Schumann’s security division is the fastest growing element of the company, contributing $33.6m revenue to the firm’s $120m total sales for 1998. Despite the economic downturn across Europe, which reduced Schumann’s growth to 12%, the security arm expanded at a rate of 50%. The company already operates in the US from an office in Laurel, Maryland.
Its consulting background is the strength which Schumann claims will set it apart. Almost half of its 125 security team are consultancy focused, and Girt argues that this combats the trend of bungled security policy implementations, because Schumann can tailor the policy for the company. There is latitude, for example, between the weight of security and the ease of access. Are four or five passwords appropriate for a company, or would single sign-on boost efficiency?

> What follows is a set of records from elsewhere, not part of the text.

impl LibvirtCollector {
    /// Creates the collector and its descriptors.
    ///
    /// Workload-owner metadata labels are always exported; a descriptor
    /// without a metadata block yields empty-string label values.
    #[must_use]
    pub fn new(connector: Box<dyn HypervisorConnector>, profile: StatsProfile) -> Self {
        let domain_info = |name: &str, help: &str| {
            Descriptor::new(fq_name(NAMESPACE, "domain_info", name), help, DOMAIN_LABELS)
        };
        let cpu_state = |name: &str, help: &str| {
            Descriptor::new(fq_name(NAMESPACE, "domain_cpu_state", name), help, DOMAIN_LABELS)
        };
        let mem_state = |name: &str, help: &str| {
            Descriptor::new(fq_name(NAMESPACE, "domain_mem_state", name), help, DOMAIN_LABELS)
        };
        let block_stats = |name: &str, help: &str| {
            Descriptor::new(fq_name(NAMESPACE, "domain_block_stats", name), help, BLOCK_LABELS)
        };
        let iface_stats = |name: &str, help: &str| {
            Descriptor::new(
                fq_name(NAMESPACE, "domain_interface_stats", name),
                help,
                IFACE_LABELS,
            )
        };

        Self {
            connector,
            profile,
            up: Descriptor::new(
                fq_name(NAMESPACE, "", "up"),
                "Whether scraping libvirt's metrics was successful.",
                &[],
            ),
            active: Descriptor::new(
                fq_name(NAMESPACE, "", "active"),
                "The number of active domains.",
                &[],
            ),
            total: Descriptor::new(
                fq_name(NAMESPACE, "", "total"),
                "The number of active and inactive domains.",
                &[],
            ),
            domain_state: domain_info("domain_state", "The state of the domain."),
            max_mem: domain_info(
                "maximum_memory_bytes",
                "Maximum allowed memory of the domain, in bytes.",
            ),
            memory_usage: domain_info("memory_usage_bytes", "Memory usage of the domain, in bytes."),
            virtual_cpus: domain_info("virtual_cpus", "Number of virtual CPUs for the domain."),
            cpu_time: domain_info(
                "cpu_time_seconds_total",
                "Amount of CPU time used by the domain, in seconds.",
            ),
            cpu_cpu_time: cpu_state("cpu_cpu_time_ns", "CPU time used, in nanoseconds."),
            cpu_system_time: cpu_state(
                "cpu_system_time_ns",
                "CPU time used in system mode, in nanoseconds.",
            ),
            cpu_user_time: cpu_state(
                "cpu_user_time_ns",
                "CPU time used in user mode, in nanoseconds.",
            ),
            cpu_vcpu_time: cpu_state("cpu_vcpu_time_ns", "Virtual CPU time used, in nanoseconds."),
            mem_unused: mem_state(
                "mem_unused",
                "Memory left completely unused by the guest, in KiB.",
            ),
            mem_available: mem_state(
                "mem_available",
                "Total usable memory as seen by the guest, in KiB.",
            ),
            mem_usable: mem_state(
                "mem_usable",
                "Memory usable without pushing the guest to swap, in KiB.",
            ),
            mem_rss: mem_state(
                "mem_rss",
                "Resident set size of the process running the domain, in KiB.",
            ),
            mem_last_update: mem_state(
                "mem_last_update",
                "Timestamp of the last statistics update, in seconds.",
            ),
            block_capacity: block_stats(
                "block_capacity",
                "Logical size of the image in bytes, as seen by the guest.",
            ),
            block_allocation: block_stats(
                "block_allocation",
                "Host storage occupied by the image, in bytes.",
            ),
            block_physical: block_stats(
                "block_physical",
                "Physical size of the image container, in bytes.",
            ),
            block_read_bytes: block_stats(
                "read_bytes_total",
                "Number of bytes read from a block device.",
            ),
            block_read_requests: block_stats(
                "read_requests_total",
                "Number of read requests from a block device.",
            ),
            block_read_seconds: block_stats(
                "read_seconds_total",
                "Amount of time spent reading from a block device, in seconds.",
            ),
            block_write_bytes: block_stats(
                "write_bytes_total",
                "Number of bytes written to a block device.",
            ),
            block_write_requests: block_stats(
                "write_requests_total",
                "Number of write requests to a block device.",
            ),
            block_write_seconds: block_stats(
                "write_seconds_total",
                "Amount of time spent writing to a block device, in seconds.",
            ),
            block_flush_requests: block_stats(
                "flush_requests_total",
                "Number of flush requests of a block device.",
            ),
            block_flush_seconds: block_stats(
                "flush_seconds_total",
                "Amount of time spent flushing a block device, in seconds.",
            ),
            iface_rx_bytes: iface_stats(
                "receive_bytes_total",
                "Number of bytes received on a network interface.",
            ),
            iface_rx_packets: iface_stats(
                "receive_packets_total",
                "Number of packets received on a network interface.",
            ),
            iface_rx_errors: iface_stats(
                "receive_errors_total",
                "Number of packet receive errors on a network interface.",
            ),
            iface_rx_drops: iface_stats(
                "receive_drops_total",
                "Number of packet receive drops on a network interface.",
            ),
            iface_tx_bytes: iface_stats(
                "transmit_bytes_total",
                "Number of bytes transmitted on a network interface.",
            ),
            iface_tx_packets: iface_stats(
                "transmit_packets_total",
                "Number of packets transmitted on a network interface.",
            ),
            iface_tx_errors: iface_stats(
                "transmit_errors_total",
                "Number of packet transmit errors on a network interface.",
            ),
            iface_tx_drops: iface_stats(
                "transmit_drops_total",
                "Number of packet transmit drops on a network interface.",
            ),
        }
    }

    fn collect_from_hypervisor(&self, buf: &mut Vec<Sample>) -> Result<()> {
        let conn = self.connector.connect()?;

        let active_ids = conn.active_domain_ids()?;
        if self.profile.is_full() {
            buf.push(self.active.gauge(active_ids.len() as f64, vec![]));

            let inactive = conn.inactive_domain_count()?;
            buf.push(self.total.gauge((inactive + active_ids.len()) as f64, vec![]));
        }

        for id in active_ids {
            match conn.lookup_domain(id) {
                // The handle is dropped (and the underlying object released)
                // when this arm ends, also on the early-error return.
                Ok(domain) => self.collect_domain(domain.as_ref(), buf)?,
                Err(e) => {
                    debug!(id, error = %e, "domain vanished between listing and lookup, skipping");
                }
            }
        }

        Ok(())
    }

    fn collect_domain(&self, domain: &dyn DomainHandle, buf: &mut Vec<Sample>) -> Result<()> {
        let desc = parse_domain_xml(&domain.xml_desc()?)?;
        let name = domain.name()?;
        let instance = &desc.metadata.instance;
        let labels = vec![
            name,
            desc.uuid.clone(),
            instance.name.clone(),
            instance.flavor.name.clone(),
            instance.owner.project.name.clone(),
        ];

        let info = domain.runtime_info()?;
        buf.push(self.domain_state.gauge(f64::from(info.state), labels.clone()));
        buf.push(self.max_mem.gauge(info.max_mem_kib as f64 * 1024.0, labels.clone()));
        buf.push(
            self.memory_usage
                .gauge(info.memory_kib as f64 * 1024.0, labels.clone()),
        );
        buf.push(
            self.virtual_cpus
                .gauge(f64::from(info.nr_virt_cpu), labels.clone()),
        );
        buf.push(
            self.cpu_time
                .counter(info.cpu_time_ns as f64 / 1e9, labels.clone()),
        );

        if self.profile.is_full() {
            self.collect_cpu_totals(domain, &labels, buf)?;
            self.collect_memory_stats(domain, &labels, buf)?;
        }

        for disk in &desc.devices.disks {
            if disk.device == "cdrom" || disk.device == "fd" {
                continue;
            }
            self.collect_block_device(domain, disk, &labels, buf)?;
        }

        for iface in &desc.devices.interfaces {
            if iface.target.device.is_empty() {
                continue;
            }
            self.collect_interface(domain, iface, &labels, buf)?;
        }

        Ok(())
    }

    fn collect_cpu_totals(
        &self,
        domain: &dyn DomainHandle,
        labels: &[String],
        buf: &mut Vec<Sample>,
    ) -> Result<()> {
        let totals = domain.cpu_totals()?;
        // The breakdown stays in raw nanoseconds while the top-level CPU
        // time above is reported in seconds.
        if let Some(v) = totals.cpu_time_ns {
            buf.push(self.cpu_cpu_time.counter(v as f64, labels.to_vec()));
        }
        if let Some(v) = totals.system_time_ns {
            buf.push(self.cpu_system_time.counter(v as f64, labels.to_vec()));
        }
        if let Some(v) = totals.user_time_ns {
            buf.push(self.cpu_user_time.counter(v as f64, labels.to_vec()));
        }
        if let Some(v) = totals.vcpu_time_ns {
            buf.push(self.cpu_vcpu_time.counter(v as f64, labels.to_vec()));
        }
        Ok(())
    }

    fn collect_memory_stats(
        &self,
        domain: &dyn DomainHandle,
        labels: &[String],
        buf: &mut Vec<Sample>,
    ) -> Result<()> {
        for stat in domain.memory_stats()? {
            let descriptor = match stat.tag {
                memory_stat_tag::UNUSED => &self.mem_unused,
                memory_stat_tag::AVAILABLE => &self.mem_available,
                memory_stat_tag::RSS => &self.mem_rss,
                memory_stat_tag::USABLE => &self.mem_usable,
                memory_stat_tag::LAST_UPDATE => &self.mem_last_update,
                _ => continue,
            };
            buf.push(descriptor.gauge(stat.value as f64, labels.to_vec()));
        }
        Ok(())
    }

    fn collect_block_device(
        &self,
        domain: &dyn DomainHandle,
        disk: &xml::Disk,
        labels: &[String],
        buf: &mut Vec<Sample>,
    ) -> Result<()> {
        let target = &disk.target.device;
        let io = domain.block_io_stats(target)?;
        let device_labels = with_device(labels, &disk.source.file, target);

        if self.profile.is_full() {
            let sizing = domain.block_info(target)?;
            buf.push(
                self.block_capacity
                    .gauge(sizing.capacity as f64, device_labels.clone()),
            );
            buf.push(
                self.block_allocation
                    .gauge(sizing.allocation as f64, device_labels.clone()),
            );
            buf.push(
                self.block_physical
                    .gauge(sizing.physical as f64, device_labels.clone()),
            );
        }

        if let Some(v) = io.rd_bytes {
            buf.push(self.block_read_bytes.counter(v as f64, device_labels.clone()));
        }
        if let Some(v) = io.rd_reqs {
            buf.push(
                self.block_read_requests
                    .counter(v as f64, device_labels.clone()),
            );
        }
        if let Some(v) = io.rd_time_ns {
            buf.push(
                self.block_read_seconds
                    .counter(v as f64 / 1e9, device_labels.clone()),
            );
        }
        if let Some(v) = io.wr_bytes {
            buf.push(self.block_write_bytes.counter(v as f64, device_labels.clone()));
        }
        if let Some(v) = io.wr_reqs {
            buf.push(
                self.block_write_requests
                    .counter(v as f64, device_labels.clone()),
            );
        }
        if let Some(v) = io.wr_time_ns {
            buf.push(
                self.block_write_seconds
                    .counter(v as f64 / 1e9, device_labels.clone()),
            );
        }
        if let Some(v) = io.flush_reqs {
            buf.push(
                self.block_flush_requests
                    .counter(v as f64, device_labels.clone()),
            );
        }
        if let Some(v) = io.flush_time_ns {
            buf.push(
                self.block_flush_seconds
                    .counter(v as f64 / 1e9, device_labels.clone()),
            );
        }
        Ok(())
    }

    fn collect_interface(
        &self,
        domain: &dyn DomainHandle,
        iface: &xml::Interface,
        labels: &[String],
        buf: &mut Vec<Sample>,
    ) -> Result<()> {
        let io = domain.interface_io_stats(&iface.target.device)?;
        let device_labels = with_device(labels, &iface.source.bridge, &iface.target.device);

        if let Some(v) = io.rx_bytes {
            buf.push(self.iface_rx_bytes.counter(v as f64, device_labels.clone()));
        }
        if let Some(v) = io.rx_packets {
            buf.push(self.iface_rx_packets.counter(v as f64, device_labels.clone()));
        }
        if let Some(v) = io.rx_errs {
            buf.push(self.iface_rx_errors.counter(v as f64, device_labels.clone()));
        }
        if let Some(v) = io.rx_drops {
            buf.push(self.iface_rx_drops.counter(v as f64, device_labels.clone()));
        }
        if let Some(v) = io.tx_bytes {
            buf.push(self.iface_tx_bytes.counter(v as f64, device_labels.clone()));
        }
        if let Some(v) = io.tx_packets {
            buf.push(self.iface_tx_packets.counter(v as f64, device_labels.clone()));
        }
        if let Some(v) = io.tx_errs {
            buf.push(self.iface_tx_errors.counter(v as f64, device_labels.clone()));
        }
        if let Some(v) = io.tx_drops {
            buf.push(self.iface_tx_drops.counter(v as f64, device_labels.clone()));
        }
        Ok(())
    }
}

Girt estimates that the company would need to stay with clients for a minimum of three months, maximum of three years, to ensure that all the systems are correctly integrated and installed. Average contracts are for organizations with around 10,000 to 15,000 users. SAM runs on IBM’s MVS operating system.
Several of the components of SAM are manufactured by other firms. For example, Bull’s AccessMaster product is used for the single sign-on facility. Schumann itself provides the central corporate repository, a store where all the information about who is on the network is kept, allowing easy changes by network managers.
After the UK, the next areas for expansion are the Benelux region, France and Asia-Pacific. Schumann is currently in talks with a major French systems integrator to provide a partner to install the systems. It has also signed up Australian firm Executive Computing to distribute its products in a market that Girt expects to take off shortly.